Thoughts About Losing Steven


April 8, 2015:

I sent this message to a friend when I was in search of answers after my son passed away a few months prior. 

Me:

As his friend, as someone who truly loved him and was loved in return.....and now he is Gone.....how are you doing? If you're fine, How did you get there? What did you tell yourself to make it alright? I know and understand that all people have loss. What are they doing with that? Are they all walking around pretending or are they somehow justifying what had taken place or What? What does someone who truly loves Jesus and is not at all angry with him, do to make it ok that someone is no longer accessible, physically, or otherwise. I just wasn't ready.  I'm not ready. I'm not anything. I'm stuck in a time slot and everything is moving by and around me. This doesn't seem normal. I feel like I should have adjusted to all of this by now. What's wrong with me?  Should I be showing more faith? Should I be trusting in God for more in my day... in my life. What is my behavior showing as a witness to my relationship with Jesus......of course I know you don't have all the answers to everything… but if you recognize a pattern here, that maybe I need a good talking to about, I'm willing. Sorry to bring you into this. Love you.

My friend:

Please don't say you're sorry when you ask me for help. I want to help as much as I possibly can!!! It is never a bother.
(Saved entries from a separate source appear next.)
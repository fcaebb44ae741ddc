//! Protocol commands
//!
//! Defines the commands understood by sonicamp firmware and how a typed
//! [`Command`] is turned into its request string (`alias[index][=value]`).

use std::fmt;
use std::ops::RangeInclusive;

use serde::{Deserialize, Serialize};

/// Stable identifier of every command the core knows.
///
/// The discriminant is the code a device may echo in front of an answer
/// (`<code>#<answer>`).
#[derive(Debug, Clone, Copy, PartialEq, Eq, Hash, PartialOrd, Ord, Serialize, Deserialize)]
#[repr(u16)]
pub enum CommandCode {
    /// `?` overview of everything the device reports
    GetOverview = 1,
    /// `?info`
    GetInfo = 2,
    /// `?type`
    GetType = 3,
    /// `?protocol`
    GetProtocol = 4,
    /// `?list_commands`
    ListCommands = 5,
    /// `?update` full status update
    GetUpdate = 6,
    /// `-` compact status
    GetStatus = 7,
    /// `?sens` sensor readings
    GetSens = 8,
    /// `?f`
    GetFrequency = 9,
    /// `?g`
    GetGain = 10,
    /// `?uipt` voltage, current and phase
    GetUipt = 11,
    /// `?pzt` transducer readings
    GetPzt = 12,
    /// `?atf<n>` calibration frequency
    GetAtf = 13,
    /// `?atk<n>` calibration coefficient
    GetAtk = 14,
    /// `?att<n>` calibration temperature
    GetAtt = 15,
    /// `?aton<n>` calibration on time
    GetAton = 16,

    /// `!ON`
    SetOn = 20,
    /// `!OFF`
    SetOff = 21,
    /// `!AUTO`
    SetAuto = 22,
    /// `!SERIAL`
    SetSerialMode = 23,
    /// `!ANALOG`
    SetAnalogMode = 24,
    /// `!KHZ` relay
    SetKhz = 25,
    /// `!MHZ` relay
    SetMhz = 26,
    /// `!f=<hz>`
    SetFrequency = 27,
    /// `!g=<percent>`
    SetGain = 28,
    /// `!swf=<n>` switching frequency
    SetSwf = 29,
    /// `!atf<n>=<hz>`
    SetAtf = 30,
    /// `!atk<n>=<coefficient>`
    SetAtk = 31,
    /// `!att<n>=<celsius>`
    SetAtt = 32,
    /// `!aton<n>=<ms>`
    SetAton = 33,

    /// `!scan` remote procedure
    Scan = 40,
    /// `!tune` remote procedure
    Tune = 41,
    /// `!auto` remote procedure
    Auto = 42,
    /// `!wipe` remote procedure
    Wipe = 43,
    /// `!ramp=start,stop,step,on,off`
    Ramp = 44,
    /// `!scan_gain=`
    SetScanGain = 45,
    /// `!scan_f_range=`
    SetScanFRange = 46,
    /// `!scan_f_step=`
    SetScanFStep = 47,
    /// `!scan_t_step=`
    SetScanTStep = 48,
    /// `!tune_f_step=`
    SetTuneFStep = 49,
    /// `!tune_t_time=`
    SetTuneTTime = 50,
    /// `!tune_t_step=`
    SetTuneTStep = 51,
}

impl CommandCode {
    /// All codes in id order
    pub const ALL: [CommandCode; 42] = [
        CommandCode::GetOverview,
        CommandCode::GetInfo,
        CommandCode::GetType,
        CommandCode::GetProtocol,
        CommandCode::ListCommands,
        CommandCode::GetUpdate,
        CommandCode::GetStatus,
        CommandCode::GetSens,
        CommandCode::GetFrequency,
        CommandCode::GetGain,
        CommandCode::GetUipt,
        CommandCode::GetPzt,
        CommandCode::GetAtf,
        CommandCode::GetAtk,
        CommandCode::GetAtt,
        CommandCode::GetAton,
        CommandCode::SetOn,
        CommandCode::SetOff,
        CommandCode::SetAuto,
        CommandCode::SetSerialMode,
        CommandCode::SetAnalogMode,
        CommandCode::SetKhz,
        CommandCode::SetMhz,
        CommandCode::SetFrequency,
        CommandCode::SetGain,
        CommandCode::SetSwf,
        CommandCode::SetAtf,
        CommandCode::SetAtk,
        CommandCode::SetAtt,
        CommandCode::SetAton,
        CommandCode::Scan,
        CommandCode::Tune,
        CommandCode::Auto,
        CommandCode::Wipe,
        CommandCode::Ramp,
        CommandCode::SetScanGain,
        CommandCode::SetScanFRange,
        CommandCode::SetScanFStep,
        CommandCode::SetScanTStep,
        CommandCode::SetTuneFStep,
        CommandCode::SetTuneTTime,
        CommandCode::SetTuneTStep,
    ];

    /// Numeric code used on the wire
    pub fn id(&self) -> u16 {
        *self as u16
    }

    /// Code for a numeric id, if it is known
    pub fn from_id(id: u16) -> Option<Self> {
        Self::ALL.iter().copied().find(|code| code.id() == id)
    }
}

impl fmt::Display for CommandCode {
    fn fmt(&self, f: &mut fmt::Formatter<'_>) -> fmt::Result {
        write!(f, "{self:?}")
    }
}

/// Typed argument of a setter
#[derive(Debug, Clone, PartialEq, Serialize, Deserialize)]
#[serde(untagged)]
pub enum SetterValue {
    /// Whole number
    Int(i64),
    /// Decimal number
    Float(f64),
    /// Free text
    Text(String),
}

impl fmt::Display for SetterValue {
    fn fmt(&self, f: &mut fmt::Formatter<'_>) -> fmt::Result {
        match self {
            SetterValue::Int(v) => write!(f, "{v}"),
            SetterValue::Float(v) => write!(f, "{v}"),
            SetterValue::Text(v) => f.write_str(v),
        }
    }
}

impl From<i64> for SetterValue {
    fn from(value: i64) -> Self {
        SetterValue::Int(value)
    }
}

impl From<u32> for SetterValue {
    fn from(value: u32) -> Self {
        SetterValue::Int(i64::from(value))
    }
}

impl From<f64> for SetterValue {
    fn from(value: f64) -> Self {
        SetterValue::Float(value)
    }
}

impl From<String> for SetterValue {
    fn from(value: String) -> Self {
        SetterValue::Text(value)
    }
}

impl From<&str> for SetterValue {
    fn from(value: &str) -> Self {
        SetterValue::Text(value.to_string())
    }
}

/// A command to execute, not yet bound to a protocol version
#[derive(Debug, Clone, PartialEq)]
pub struct Command {
    /// What to execute
    pub code: CommandCode,
    /// Channel for indexed commands (`!atf2=`)
    pub index: Option<u8>,
    /// Argument of a setter
    pub value: Option<SetterValue>,
}

impl Command {
    /// Command without index or argument
    pub fn new(code: CommandCode) -> Self {
        Self {
            code,
            index: None,
            value: None,
        }
    }

    /// Address channel `index`
    pub fn with_index(mut self, index: u8) -> Self {
        self.index = Some(index);
        self
    }

    /// Pass `value` as the setter argument
    pub fn with_value(mut self, value: impl Into<SetterValue>) -> Self {
        self.value = Some(value.into());
        self
    }
}

impl From<CommandCode> for Command {
    fn from(code: CommandCode) -> Self {
        Command::new(code)
    }
}

/// Kind of value a setter takes
#[derive(Debug, Clone, PartialEq)]
pub enum SetterKind {
    /// Integer within `min..=max`
    Int { min: i64, max: i64 },
    /// Accepts integers as well
    Float,
    /// Free text, sent as is
    Text,
}

impl SetterKind {
    /// Any integer
    pub const fn int() -> Self {
        SetterKind::Int {
            min: i64::MIN,
            max: i64::MAX,
        }
    }

    fn check(&self, value: &SetterValue) -> Result<(), String> {
        match (self, value) {
            (SetterKind::Int { min, max }, SetterValue::Int(v)) => {
                if (*min..=*max).contains(v) {
                    Ok(())
                } else {
                    Err(format!("{v} is outside {min}..={max}"))
                }
            }
            (SetterKind::Float, SetterValue::Int(_) | SetterValue::Float(_)) => Ok(()),
            (SetterKind::Text, SetterValue::Text(_)) => Ok(()),
            (kind, value) => Err(format!("{value} does not fit a {kind:?} setter")),
        }
    }
}

/// How a command is written on the wire
#[derive(Debug, Clone, PartialEq)]
pub struct CommandDef {
    /// Command this definition writes
    pub code: CommandCode,
    /// Accepted spellings; the first one is sent
    pub aliases: Vec<&'static str>,
    /// Valid range of the index parameter, if the command takes one
    pub index: Option<RangeInclusive<u8>>,
    /// Argument accepted, `None` for plain commands
    pub setter: Option<SetterKind>,
}

impl CommandDef {
    /// Definition sending the first of `aliases`
    pub fn new(code: CommandCode, aliases: &[&'static str]) -> Self {
        Self {
            code,
            aliases: aliases.to_vec(),
            index: None,
            setter: None,
        }
    }

    /// Accept a channel index in `range`
    pub fn indexed(mut self, range: RangeInclusive<u8>) -> Self {
        self.index = Some(range);
        self
    }

    /// Make this a setter taking `kind`
    pub fn setter(mut self, kind: SetterKind) -> Self {
        self.setter = Some(kind);
        self
    }

    /// The alias that goes on the wire
    pub fn primary_alias(&self) -> &'static str {
        self.aliases.first().copied().unwrap_or_default()
    }

    /// Whether `alias` (without index or value) names this command
    pub fn matches_alias(&self, alias: &str) -> bool {
        self.aliases.iter().any(|a| *a == alias)
    }

    /// Build the request string `alias[index][=value]`
    pub fn request(&self, command: &Command) -> Result<String, String> {
        let mut request = self.primary_alias().to_string();

        match (&self.index, command.index) {
            (Some(range), Some(index)) if range.contains(&index) => {
                request.push_str(&index.to_string())
            }
            (Some(range), Some(index)) => {
                return Err(format!(
                    "{}: index {index} is outside {}..={}",
                    self.code,
                    range.start(),
                    range.end()
                ))
            }
            (Some(_), None) => return Err(format!("{}: index required", self.code)),
            (None, Some(_)) => return Err(format!("{}: takes no index", self.code)),
            (None, None) => {}
        }

        match (&self.setter, &command.value) {
            (Some(kind), Some(value)) => {
                kind.check(value)
                    .map_err(|e| format!("{}: {e}", self.code))?;
                request.push('=');
                request.push_str(&value.to_string());
            }
            (Some(_), None) => return Err(format!("{}: value required", self.code)),
            (None, Some(_)) => return Err(format!("{}: takes no value", self.code)),
            (None, None) => {}
        }
        Ok(request)
    }
}

/// Split a raw request into its alias, stripping `=value` and a trailing index
pub fn request_alias(request: &str) -> &str {
    let head = request
        .split_once('=')
        .map_or(request, |(head, _)| head)
        .trim();
    let stripped = head.trim_end_matches(|c: char| c.is_ascii_digit());
    if stripped.len() > 1 {
        stripped
    } else {
        head
    }
}

#[cfg(test)]
mod tests {
    use super::*;

    #[test]
    fn test_ids_round_trip() {
        for code in CommandCode::ALL {
            assert_eq!(CommandCode::from_id(code.id()), Some(code));
        }
        assert_eq!(CommandCode::from_id(0), None);
        assert_eq!(CommandCode::from_id(1000), None);
    }

    #[test]
    fn test_request_strings() {
        let frequency = CommandDef::new(CommandCode::SetFrequency, &["!f", "!freq", "!frequency"])
            .setter(SetterKind::Int {
                min: 0,
                max: 10_000_000,
            });
        assert_eq!(
            frequency
                .request(&Command::new(CommandCode::SetFrequency).with_value(1_000_000i64))
                .unwrap(),
            "!f=1000000"
        );
        assert!(frequency
            .request(&Command::new(CommandCode::SetFrequency).with_value(-1i64))
            .is_err());
        assert!(frequency
            .request(&Command::new(CommandCode::SetFrequency))
            .is_err());

        let atk = CommandDef::new(CommandCode::SetAtk, &["!atk"])
            .indexed(1..=4)
            .setter(SetterKind::Float);
        assert_eq!(
            atk.request(&Command::new(CommandCode::SetAtk).with_index(2).with_value(1.5))
                .unwrap(),
            "!atk2=1.5"
        );
        assert!(atk
            .request(&Command::new(CommandCode::SetAtk).with_index(5).with_value(1.5))
            .is_err());

        let on = CommandDef::new(CommandCode::SetOn, &["!ON"]);
        assert_eq!(on.request(&Command::new(CommandCode::SetOn)).unwrap(), "!ON");
    }

    #[test]
    fn test_request_alias() {
        assert_eq!(request_alias("!f=1000"), "!f");
        assert_eq!(request_alias("!atf2=100"), "!atf");
        assert_eq!(request_alias("?atk1"), "?atk");
        assert_eq!(request_alias("?"), "?");
        assert_eq!(request_alias("-"), "-");
        assert_eq!(request_alias("!ramp=1,2,3,4,5"), "!ramp");
    }
}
I don't think there is a "normal" place that you're supposed to be.

I don't think that you are exhibiting any characteristics that aren't normal.

You weren't ready, and to be honest you never would have been ready. Who could be? No one.

I know that you're on a search to find a place of normalcy in your life. That's like cutting off your left arm and trying to go about your daily routine as if you still had two arms. 

You will likely always feel some pain. That's okay and that is normal. The only "normal" thing to do moving forward is to enjoy the family you have here and to continue to live for Jesus as much as He gives you strength.